When the conditions for Hardy-Weinberg break down, it is an indication that there may be because changes in the gene pool occurring in a population — a process known as microevolution. It is important to understand how deviations from Hardy-Weinberg criteria can reflect microevolution. Such deviations will be further described in the assignments that accompany this lab as you design experiments that will help you learn how different mechanisms of microevolution can influence population genetics.

An example of an evolving population

A famous example of natural selection involves British moths called peppered moths (Biston betularia). These moths are found in two different colors or morphs. One morph has light, almost white-colored wings with small flecks of brown, while the other morph is predominantly black or very dark brown in color. This trait is controlled by a single gene, and you may recall that we used it as an example of a discrete or Mendelian trait.

Because birds are predators of peppered moths, wing color is an important camouflage for moths — natural selection can occur for wing color and for the alleles affecting wing color. White morphs can blend well into the light, peppered appearance of lichen-colored trees but black or brown moths cannot. Black or brown morphs can blend well into the dark bark of trees affected by pollution, but white moths cannot. Presumably, natural selection was occurring both before and after industrialization. But the details of that natural selection depend on the selective environment — in this case, whether lichen-covered tree bark is common or whether industrial pollution kills off the lichens and darkens the bark on most trees.

Modeling exercises

You will use PopGenLab to learn how changes in important parameters of population genetics can influence evolution in simulated populations of moths. These moths resemble peppered moths, but are not exactly the same as them. You are provided with moths living in tree stands. A single gene with two alleles controls wing color of these moths, and each genotype produces a different color pattern.

Moth survival depends on the insect’s ability to blend against the bark of the trees. Three different tree types have bark colors that match the colors of the moths in the simulation. The experiments that you set up and analyze in PopGenLab will provide you with an important understanding of the factors influencing Hardy-Weinberg equilibrium and natural selection.

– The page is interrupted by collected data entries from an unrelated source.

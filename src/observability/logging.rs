//! Structured logging.
//!
//! # Responsibilities
//! - Initialize the tracing subscriber
//! - Pick the log level from `RUST_LOG`, falling back to config
//! - Switch between human and JSON output

use tracing_subscriber::util::TryInitError;
use tracing_subscriber::{fmt, layer::SubscriberExt, util::SubscriberInitExt, EnvFilter};

use crate::config::ObservabilityConfig;

/// Install the global subscriber. Fails if one is already installed.
pub fn init(config: &ObservabilityConfig) -> Result<(), TryInitError> {
    let filter = EnvFilter::try_from_default_env()
        .unwrap_or_else(|_| EnvFilter::new(default_directive(&config.log_level)));

    let (json, pretty) = if config.json_logs {
        (Some(fmt::layer().json()), None)
    } else {
        (None, Some(fmt::layer()))
    };

    tracing_subscriber::registry()
        .with(filter)
        .with(json)
        .with(pretty)
        .try_init()
}

fn default_directive(level: &str) -> String {
    format!("decoy_http={level}")
}

#[cfg(test)]
mod tests {
    use super::*;

    #[test]
    fn directive_scopes_to_crate() {
        assert_eq!(default_directive("debug"), "decoy_http=debug");
    }
}
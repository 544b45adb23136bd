//! Decoy HTTP responder library.
//!
//! Presents an HTTP/1.1 endpoint that answers from a small static route table,
//! closes every connection after one response, and reports each request line
//! and requested path to a trigger sink.

pub mod config;
pub mod http;
pub mod lifecycle;
pub mod net;
pub mod observability;
pub mod routing;
pub mod triggers;

pub use crate::config::ServiceConfig;
pub use crate::http::{ConnectionHandler, DecoyServer, ServiceContext};
pub use crate::lifecycle::Shutdown;
pub use crate::routing::{RouteContent, RouteTable};
pub use crate::triggers::{Observation, ObservationKind, TriggerSink};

By varying parameters such as allele frequencies and survival rates of each genotype, population numbers, population carrying capacity, mating patterns, and the frequency of population crashes due to natural disasters, you will design experiments to help you understand how each parameter can affect evolution within the population of moths.

Getting to Know PopGenLab

This assignment is designed to help you become familiar with the operation of PopGenLab by applying the Hardy-Weinberg theorem to learn about Hardy-Weinberg equilibrium parameters. The first screen that appears in PopGenLab shows you an input parameter page with a table listing the default parameters for the laboratory conditions that you can manipulate when setting up your experiments. You should enlarge this window before you begin working.

Before you can set up any experiment in PopGenLab, you must be familiar with the input parameters that you can manipulate for this population of moths. A brief description of each input parameter is provided below. Refer back to this section as needed when you are working on different assignments.

Click on the Change Inputs button to see all the parameters you can manipulate for this lab. A new page will open with buttons for each of the input parameters located at the left side of each page (genotype frequency will be open as the first input parameter). Click on each input parameter and read the descriptions below. Change each parameter so that you can become familiar with how each input parameter operates. You can set these to exact values by clicking on the scoll bars.

Genotype Frequency - allele frequency for wing color (controlled by a single gene) is shown for two alleles, A and a, as a pie chart of the phenotype resulting from each of the three possible genotypes: AA (black moths), Aa (brown moths), and aa (white moths). Notice that the default frequency is 50% for each allele.